= Beginning of Section =
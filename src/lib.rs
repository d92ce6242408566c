// Copyright © 2024 SiteFrame. All rights reserved.
// SPDX-License-Identifier: Apache-2.0 OR MIT

//! # SiteFrame Library
//!
//! SiteFrame describes a static blog/documentation site as one typed,
//! immutable configuration record: identity, deployment target, link policies,
//! locales, content presets, navbar, footer, highlighting themes and plugin
//! wiring. The record is resolved once per build and handed wholesale to the
//! external site builder.
//!
//! Resolution is pure apart from one input: the current calendar year, read
//! through a [`Clock`](crate::core::traits::Clock) for the footer copyright.
//! Every invariant is checked before a record is returned; a violation fails
//! with an error naming the offending field.

#![doc = include_str!("../README.md")]
#![crate_name = "siteframe"]
#![crate_type = "lib"]

use std::sync::Arc;

use crate::core::config::ConfigBuilder;
use crate::core::error::Result;
use crate::core::traits::Clock;
use crate::model::SiteConfig;

/// Module containing the configuration builder, error types and traits.
pub mod core;

/// Provides calendar sources for the copyright year.
pub mod clock;

/// Provides command-line interface utilities.
pub mod cli;

/// Provides the typed site configuration record.
pub mod model;

/// Provides serialisation of resolved records for the builder.
pub mod output;

/// Provides the descriptor of the site this repository builds.
pub mod site;

/// Provides template resolution for text fields.
pub mod template;

/// Provides invariant checking.
pub mod validate;

pub use crate::core::error::SiteFrameError;

/// Produces the resolved configuration record of the site.
///
/// Reads the system clock for the copyright year and nothing else; two calls
/// within the same calendar year return equal records.
///
/// # Errors
///
/// Returns a configuration error naming the violated field if the
/// descriptor breaks an invariant.
pub fn produce_config() -> Result<Arc<SiteConfig>> {
    ConfigBuilder::new().build()
}

/// Produces the resolved configuration record using `clock` for the year.
///
/// # Errors
///
/// See [`produce_config`].
pub fn produce_config_with<C: Clock + 'static>(
    clock: C,
) -> Result<Arc<SiteConfig>> {
    ConfigBuilder::new().with_clock(clock).build()
}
= End of Section =
_Work required_:
What you return should be exactly the lines above, starting at the one with "repository d92ce6242408566c" and ending at the one with "the footer copyright.", and nothing else.

_Output below_:
repository d92ce6242408566c
// Copyright © 2024 SiteFrame. All rights reserved.
// SPDX-License-Identifier: Apache-2.0 OR MIT

//! # SiteFrame Library
//!
//! SiteFrame describes a static blog/documentation site as one typed,
//! immutable configuration record: identity, deployment target, link policies,
//! locales, content presets, navbar, footer, highlighting themes and plugin
//! wiring. The record is resolved once per build and handed wholesale to the
//! external site builder.
//!
//! Resolution is pure apart from one input: the current calendar year, read
//! through a [`Clock`](crate::core::traits::Clock) for the footer copyright.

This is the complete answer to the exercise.